Yuji Kotari e "A Cobra de Junho": Por que esse filme cult está sendo redescoberto
Outro dia, uma mostra especial chamada "A Seleção de Ouro dos Filmes Cult da Era Heisei" foi exibida em um tradicional cinema de rua em Tóquio. O programa que atraiu um burburinho particularmente intenso foi a projeção em película 35mm de "A Cobra de Junho", conhecido por ter Yuji Kotari no papel principal. A sessão estava lotada, com gente até em pé, e no momento em que a cena final terminou, um antigo e experiente cinéfilo não pôde deixar escapar: "É isso aí, é isso!". Por que este filme está novamente sob os holofotes agora? Vamos traçar a trajetória do homem no centro de tudo isso.
O brilho singular de "A Cobra de Junho"
Quase um quarto de século após seu lançamento, quem fala sobre esta obra sempre acrescenta a palavra "inesquecível". A cidade fustigada pela chuva, a umidade que gruda na pele, aquela atmosfera única onde se fundem o erotismo e a violência latentes no ser humano. Tanto mérito é da genial direção de Shinya Tsukamoto, mas quem dá realidade à narrativa é a atuação de arrepiar de Yuji Kotari. Seu personagem é, à primeira vista, um salaryman comum, mas carrega algo obscuro dentro de si e vai se deteriorando aos poucos. Especialmente a expressão que ele mostra sob a chuva no clímax é, sem dúvida, uma cena memorável que entrou para a história do cinema.
Aclamado também em festivais internacionais, "A Cobra de Junho" transcende o mero rótulo de filme de gênero, sendo tratado como uma obra de arte que investiga a fundo a "solidão humana", e continua conquistando fãs ao redor do mundo.
Um ator de presença ímpar: Yuji Kotari
Seu maior charme é, sem dúvida, a postura que carrega um certo "perigo latente". Distante do estrelato estável e tranquilo, ele tem uma tensão de quem vive à beira do abismo. Quando isso se manifesta na tela, o espectador fica hipnotizado. Mesmo após deixar sua marca com um impacto tão grande em "A Cobra de Junho", ele nunca se deixou levar pelo comercialismo, mantendo-se fiel à sua estética. Revisitando sua carreira, emergem estas características:
- A amplitude entre o silêncio e a explosão: Da expressão vazia, que anula as emoções, à paixão repentina que vem à tona. Esse contraste não é algo calculado, mas sim uma qualidade inata que ele possui.
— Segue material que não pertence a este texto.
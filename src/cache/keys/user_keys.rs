use crate::define::PlayerId;

/// 会话缓存键前缀
const SESSION_PREFIX: &str = "session:";

/// 生成会话缓存键
pub fn session_key(user_id: PlayerId) -> String {
    format!("{}{}", SESSION_PREFIX, user_id)
}

/// 生成玩家系统数据缓存键，例如 `ROLE_DATA:1001`
pub fn user_data_key(system_name: &str, user_id: PlayerId) -> String {
    format!("{}:{}", system_name, user_id)
}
- A disposição para se entregar fisicamente: Diz-se que a cena em que ele fica encharcado até os ossos em "A Cobra de Junho" foi filmada ao longo de várias tomadas, debaixo de chuva de verdade. Seu estoicismo em expressar tudo com o próprio corpo, sem usar dublês, é famoso nos bastidores da indústria.
- Um silêncio inquietante: A mera presença dele na tela transforma a atmosfera. É esse silêncio peculiar, que não deixa transparecer o que se passa em sua mente, que o torna um verdadeiro carismático.
São esses elementos entrelaçados que fazem de Yuji Kotari uma figura rara que caminha na tênue linha entre o "perturbador" e o "gênio", angariando um apoio entusiástico de um núcleo duro de fãs.
Dos bastidores ao estrelato cult, e o presente
Sua trajetória é bastante peculiar. Quando jovem, trabalhava nos bastidores como assistente de cenografia teatral. Ou seja, ele não queria ser ator, mas seu talento floresceu quando, por acaso, foi chamado para atuar num filme independente. A história de que o diretor Shinya Tsukamoto, ao ver esse filme, ficou fortemente atraído e o escalou para "A Cobra de Junho" já é lendária entre os cinéfilos.
Após "A Cobra de Junho", ele continuou atuando principalmente em filmes independentes e peças experimentais. Raramente aparece na mídia convencional, mas sua presença só faz crescer. Recentemente, circularam boatos de que ele estaria escrevendo uma coleção de ensaios sobre sua própria vida. O que sairia da pena daquele homem de poucas palavras? Só de pensar nisso já me animo.
Não foi possível confirmar a presença dele na mostra recente, mas, segundo fontes próximas, as filmagens de um novo curta-metragem já teriam começado. Que mundo Yuji Kotari, o responsável pelo marco cinematográfico "A Cobra de Junho", nos mostrará a seguir? Sei que é ansiedade, mas já estou louco para ver seu próximo trabalho.